WORK TASK =
With the records as your source, report how many lines contain "Debug". Add no other words.

DATA SUPPLIED =

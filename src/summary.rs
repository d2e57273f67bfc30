use std::collections::BTreeMap;
use std::fmt;
use std::time::Duration;

use tracing::info;

use crate::client::{ClientResult, RequestResult};

/// Aggregation key for results: status code, method and URL.
#[derive(Debug, Clone, PartialEq, Eq, PartialOrd, Ord, Hash)]
pub struct Signature {
    pub status_code: Option<u16>,
    pub method: String,
    pub url: String,
}

impl fmt::Display for Signature {
    fn fmt(&self, f: &mut fmt::Formatter<'_>) -> fmt::Result {
        match self.status_code {
            Some(code) => write!(f, "{} {} {}", code, self.method, self.url),
            None => write!(f, "ERR {} {}", self.method, self.url),
        }
    }
}

#[derive(Debug, Clone, PartialEq, Eq)]
pub struct SignatureSummary {
    pub signature: Signature,
    pub fastest: Duration,
    pub slowest: Duration,
}

/// Fastest and slowest response time per signature across a whole run.
#[derive(Debug, Clone, Default, PartialEq, Eq)]
pub struct Summary {
    /// Sorted by signature.
    pub groups: Vec<SignatureSummary>,
}

/// Every request result of the run, client by client, in dispatch order.
pub fn flatten(clients: &[ClientResult]) -> impl Iterator<Item = &RequestResult> {
    clients.iter().flat_map(|client| client.results.iter())
}

pub fn summarize(clients: &[ClientResult]) -> Summary {
    let mut groups: BTreeMap<Signature, (Duration, Duration)> = BTreeMap::new();

    for result in flatten(clients) {
        let time = result.response_time;
        groups
            .entry(result.signature())
            .and_modify(|(fastest, slowest)| {
                *fastest = (*fastest).min(time);
                *slowest = (*slowest).max(time);
            })
            .or_insert((time, time));
    }

    Summary {
        groups: groups
            .into_iter()
            .map(|(signature, (fastest, slowest))| SignatureSummary {
                signature,
                fastest,
                slowest,
            })
            .collect(),
    }
}

impl Summary {
    pub fn get(&self, signature: &Signature) -> Option<&SignatureSummary> {
        self.groups.iter().find(|group| &group.signature == signature)
    }

    pub fn is_empty(&self) -> bool {
        self.groups.is_empty()
    }

    pub fn log(&self) {
        info!("╔════════════════════════════════════════════════════════════╗");
        info!("║                      REPLAY SUMMARY                        ║");
        info!("╚════════════════════════════════════════════════════════════╝");

        if self.groups.is_empty() {
            info!("  No data");
        }
        for group in &self.groups {
            info!("");
            info!("{}", group.signature);
            info!("  fastest: {:?}", group.fastest);
            info!("  slowest: {:?}", group.slowest);
        }

        info!("");
        info!("═══════════════════════════════════════════════════════════");
    }
}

FINISHED TASK =
3